A new Target at Flemington Marketplace in Flemington was among several new stores to open in 2025 across Levin Management Corp.’s leasing and management portfolio. — Courtesy: LMC
By Joshua Burd
The strength of open-air shopping centers with robust anchors was on display in 2025, fueling an uptick in deal volume across Levin Management Corp.’s sprawling portfolio.
The real estate services firm, which is based in North Plainfield, said it closed 119 lease transactions last year totaling nearly 1.1 million square feet. That represents a roughly 10 percent increase over each of the prior two years, LMC said, adding that six shopping centers within its leasing and management portfolio reached full occupancy during 2025.
The year-end results underscore broad retailer demand across its footprint and continued momentum at well-located open-air centers with high-performing anchors, the firm said. Large-format value retailers and entertainment concepts drove leasing activity, while the food, beauty, wellness and personal services categories provided steady velocity in smaller spaces.

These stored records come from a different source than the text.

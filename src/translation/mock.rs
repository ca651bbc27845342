use async_trait::async_trait;
use std::sync::{Arc, Mutex};

use super::translator::{TranslationError, Translator};

/// Test translator: answers `"[<code>] <text>"` and records the codes it saw
#[derive(Clone, Default)]
pub struct MockTranslator {
    failure: Option<TranslationError>,
    seen_codes: Arc<Mutex<Vec<String>>>,
}

impl MockTranslator {
    pub fn new() -> Self {
        Self::default()
    }

    pub fn failing(error: TranslationError) -> Self {
        Self {
            failure: Some(error),
            ..Self::default()
        }
    }

    pub fn seen_codes(&self) -> Vec<String> {
        self.seen_codes
            .lock()
            .map(|codes| codes.clone())
            .unwrap_or_default()
    }
}

#[async_trait]
impl Translator for MockTranslator {
    async fn translate(&self, text: &str, target_code: &str) -> Result<String, TranslationError> {
        if let Ok(mut codes) = self.seen_codes.lock() {
            codes.push(target_code.to_string());
        }

        match &self.failure {
            Some(e) => Err(e.clone()),
            None => Ok(format!("[{}] {}", target_code, text)),
        }
    }

    fn name(&self) -> &str {
        "mock"
    }
}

“Retailer demand is concentrating around strong open-air centers with high-performing anchors in the right trade areas, and we’re seeing those properties outperform,” said Matthew K. Harding, Levin’s CEO. “In many cases, performance is strong enough that we’re right-sizing centers — reshaping space and tenant mix to match what today’s retailers want and what our communities support, including adding new opportunities through outparcel development where it fits.”
To that end, the firm said leasing momentum was especially evident at two redevelopment-driven properties where anchor initiatives are accelerating tenant demand and strengthening merchandising mix. At Blue Star Shopping Center in Watchung, the debut of a newly built and expanded ShopRite helped drive fresh leasing momentum in the form of eight new deals totaling more than 82,000 square feet, including a commitment by Burlington and a relocation by Marshalls, plus deals with Five Below, Back Nine Golf, Honeygrow, Taco Bell and Modern Nails Lounge.
At West Orange Plaza, a lease by Target and continued outparcel development is driving demand and expanding the tenant lineup with additions from the wellness and restaurant sectors, according to a news release. Three new tenants — VIO Med Spa, Namkeen Hot Chicken Joint and Quickway Japanese Hibachi — are among the latest to commit to the West Orange site.
LMC also inked deals with Burlington at St. Georges Crossing in Woodbridge and Post Road Plaza in Pelham Manor, New York. Value and necessity-based chains and health and wellness also remained strong categories, fueling deals with the likes of Planet Fitness at Aldrich Plaza in Howell, PB Club at Twin City Shopping Center in Jersey City and Savers at High Pointe Commons in Harrisburg, Pennsylvania.
The firm, meantime, said the lease-up of six centers in its portfolio was a major milestone in 2025. They include Flemington Marketplace, St. Georges Crossing, North Village Shopping Center and Hamilton Plaza in New Jersey and Post Road Plaza in New York and Crossroads Place in Virginia.
LMC also remained active in the industrial sector in 2025, inking deals such as a new 135,990-square-foot lease with Morerich Tech LLC at Rutgers Industrial Center at 120 Circle Drive North in Piscataway. The firm is now marketing a 54,000-square-foot expansion at the eight-building, 700,000-square-foot complex, with completion scheduled for the first quarter of 2026.